Creating Good Posture Habits in Your Children
May is National Correct Posture Month, so now is a great time to take a look at our own posture habits, as well as those of our children. Studies show that poor posture is a leading cause of back and neck pain at all ages – from children to the elderly. Poor posture has also been linked to headaches, digestive problems, breathing problems and circulation problems.
Working professionals find themselves hunched over their keyboards and leaning back in their desk chairs. Teenagers are often slumped on the couch playing video games or slouching while texting. Young children are even plagued with poor posture due to heavy school backpacks
But the good news is there are easy ways to strengthen posture
, and the earlier you create good posture habits in your children, the better.
Creating good posture habits in your children starts with being a good role model. If a child sees their parents slouching and hunching over, they are likely to mimic that behavior. Setting a good example is the first step to correcting posture in our children. Tell children to stand up straight and tall, with their shoulders back and chin up. The simple act of straightening up can give children, or anyone else, a quick confidence booster.
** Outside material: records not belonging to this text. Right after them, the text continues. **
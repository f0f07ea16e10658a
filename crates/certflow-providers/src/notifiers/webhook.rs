use futures::future::BoxFuture;
use tracing::info;

use certflow_core::error::Result;
use certflow_core::registry::ProviderFactoryOptions;
use certflow_core::traits::Notifier;

use crate::util::{HttpSettings, WebhookSettings};

/// Sends notifications to an HTTP endpoint as `{"subject", "message"}` or
/// through a body template using `${SUBJECT}` and `${MESSAGE}`.
pub struct WebhookNotifier {
    settings: WebhookSettings,
    http: HttpSettings,
}

impl WebhookNotifier {
    pub fn new(options: &ProviderFactoryOptions, http: HttpSettings) -> Result<Self> {
        Ok(Self {
            settings: WebhookSettings::merge(
                "webhook",
                &options.access_config,
                &options.provider_config,
            )?,
            http,
        })
    }
}

impl Notifier for WebhookNotifier {
    fn notify<'a>(&'a self, subject: &'a str, message: &'a str) -> BoxFuture<'a, Result<()>> {
        Box::pin(async move {
            let vars = [("SUBJECT", subject), ("MESSAGE", message)];
            self.settings.send("webhook", &self.http, &vars).await?;
            info!(url = %self.settings.url, "Notification sent via webhook");
            Ok(())
        })
    }
}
Parents can have children practice sitting up straight, and then take a try at slouching, just so they can feel the difference. To help a child understand what good posture feels like, tell them to imagine that their head is being lifted up by a balloon. The balloon lifts their head up and their body up, but it keeps their feet planted firmly on the ground. This analogy is fun and easy for children to understand.
Next, parents should focus on what situations might be causing children to have poor posture. Once this has been determined, parents can take action to support proper posture. For instance, if a child is constantly using a laptop computer or tablet in bed or on the couch, they are probably slouching over. To support correct posture, parents can provide a desk and chair appropriate for the child’s size and age to encourage the child to sit up and support their spine, rather than slouch over.
Of course, regular exercise and play time will help to strengthen muscles and bones and will encourage good posture in both children and adults.
Correct posture is a key element of overall health. Start creating good posture habits in your children today!